Exercise brief:
In how many lines of the listing below does "ingestion" appear? Reply with the number only.

----------------

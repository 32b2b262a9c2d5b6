//! C1: process-wide SDN configuration store.
//!
//! Design note 9 of the original specification calls out that a
//! systems-language rewrite should prefer an explicit context struct
//! over a true global, even though the source this was distilled from
//! keeps it as a process-wide singleton. `SdnConfig` is therefore an
//! ordinary value owned by value inside whichever runtime constructs
//! it — `usdn::Engine` on the node side, `controller::Controller` on
//! the controller side — with no shared-ownership wrapper at all;
//! writes only ever happen from CFG ingestion on the single
//! cooperative task, so there's no concurrent writer to guard against.

use std::time::Duration;

/// Sentinel used by the wire and in-memory model for "never expires".
pub const INFINITE_LIFETIME_TICKS: u32 = 0xFFFF;

pub const MAX_CFG_RETRIES: u8 = 5;
pub const CFG_HANDSHAKE_DELAY_MIN: Duration = Duration::from_secs(10);
pub const CFG_HANDSHAKE_DELAY_MAX: Duration = Duration::from_secs(15);

#[derive(Debug, Clone, Copy, PartialEq, Eq)]
pub struct FtLifetime {
    /// `None` means the infinite sentinel: the entry's timer is never armed.
    secs: Option<u32>,
}

impl FtLifetime {
    pub const fn infinite() -> Self {
        FtLifetime { secs: None }
    }

    pub const fn from_secs(secs: u32) -> Self {
        FtLifetime { secs: Some(secs) }
    }

    pub fn is_infinite(&self) -> bool {
        self.secs.is_none()
    }

    pub fn as_duration(&self) -> Option<Duration> {
        self.secs.map(|s| Duration::from_secs(s as u64))
    }
}

#[derive(Debug, Clone, PartialEq)]
pub struct SdnConfig {
    pub sdn_net: u8,
    pub cfg_id: u8,
    pub ft_lifetime: FtLifetime,
    pub query_full: bool,
    pub query_idx: u8,
    pub query_len: u8,
    pub update_period_s: u16,
    pub rpl_dio_interval: u8,
    pub rpl_dfrt_lifetime: u8,

    pub buffer_max: usize,
    pub max_nodes: usize,
    pub max_links_per_node: usize,
    pub max_flow_entries: usize,
    pub max_matches: usize,
    pub max_actions: usize,
    pub arena_bytes: usize,
    pub packetbuf_lifetime: Duration,
    pub nsu_jitter_max: Duration,
    pub refresh_lifetime_on_hit: bool,
    pub retry_after_query: bool,
    pub default_ft_entry: bool,
    pub ingress_queue_len: usize,
}

impl SdnConfig {
    pub const fn default_const() -> Self {
        SdnConfig {
            sdn_net: 1,
            cfg_id: 0,
            ft_lifetime: FtLifetime::from_secs(300),
            query_full: false,
            query_idx: 24,
            query_len: 16,
            update_period_s: 60,
            rpl_dio_interval: 32,
            rpl_dfrt_lifetime: 120,

            buffer_max: 16,
            max_nodes: 64,
            max_links_per_node: 8,
            max_flow_entries: 10,
            max_matches: 10,
            max_actions: 10,
            arena_bytes: 1024,
            packetbuf_lifetime: Duration::from_secs(10),
            nsu_jitter_max: Duration::from_millis(500),
            refresh_lifetime_on_hit: false,
            retry_after_query: true,
            default_ft_entry: true,
            ingress_queue_len: 3,
        }
    }

    /// Applies a CFG message's fields. Called exclusively by
    /// `usdn::engine` ingestion.
    pub fn apply_cfg(&mut self, cfg: &crate::usdn::wire::CfgPayload) {
        self.sdn_net = cfg.sdn_net;
        self.cfg_id = cfg.cfg_id;
        self.ft_lifetime = if cfg.ft_lifetime_ticks == 0 {
            FtLifetime::infinite()
        } else {
            FtLifetime::from_secs(cfg.ft_lifetime_ticks / 1000)
        };
        self.query_full = cfg.query_full != 0;
        self.query_idx = cfg.query_idx;
        self.query_len = cfg.query_len;
        self.update_period_s = cfg.update_period;
        self.rpl_dio_interval = cfg.rpl_dio_interval;
        self.rpl_dfrt_lifetime = cfg.rpl_dfrt_lifetime;
    }
}

impl Default for SdnConfig {
    fn default() -> Self {
        Self::default_const()
    }
}

/// Narrowed pool capacities for exercising `PoolFull` deterministically
/// in tests, the same role the reference crate's `ios-memory-profile`
/// feature plays for its socket pools.
#[derive(Debug, Clone, Copy)]
pub struct RuntimeConfig {
    pub max_flow_entries: usize,
    pub max_matches: usize,
    pub max_actions: usize,
    pub buffer_max: usize,
    pub max_nodes: usize,
}

impl RuntimeConfig {
    pub fn apply(&self, cfg: &mut SdnConfig) {
        cfg.max_flow_entries = self.max_flow_entries;
        cfg.max_matches = self.max_matches;
        cfg.max_actions = self.max_actions;
        cfg.buffer_max = self.buffer_max;
        cfg.max_nodes = self.max_nodes;
    }
}

#[cfg(test)]
mod tests {
    use super::*;

    #[test]
    fn infinite_lifetime_has_no_duration() {
        let lt = FtLifetime::infinite();
        assert!(lt.is_infinite());
        assert_eq!(lt.as_duration(), None);
    }

    #[test]
    fn finite_lifetime_converts() {
        let lt = FtLifetime::from_secs(300);
        assert!(!lt.is_infinite());
        assert_eq!(lt.as_duration(), Some(Duration::from_secs(300)));
    }

    #[test]
    fn apply_cfg_updates_fields() {
        let mut cfg = SdnConfig::default_const();
        let msg = crate::usdn::wire::CfgPayload {
            sdn_net: 1,
            cfg_id: 9,
            ft_lifetime_ticks: 300_000,
            query_full: 0,
            query_idx: 24,
            query_len: 16,
            update_period: 60,
            rpl_dio_interval: 32,
            rpl_dfrt_lifetime: 120,
        };
        cfg.apply_cfg(&msg);
        assert_eq!(cfg.cfg_id, 9);
        assert_eq!(cfg.ft_lifetime, FtLifetime::from_secs(300));
    }

    #[test]
    fn runtime_config_overlay_narrows_pools() {
        let mut cfg = SdnConfig::default_const();
        let tight = RuntimeConfig {
            max_flow_entries: 2,
            max_matches: 2,
            max_actions: 2,
            buffer_max: 2,
            max_nodes: 2,
        };
        tight.apply(&mut cfg);
        assert_eq!(cfg.max_flow_entries, 2);
        assert_eq!(cfg.buffer_max, 2);
    }
}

----------------

Your solution:
2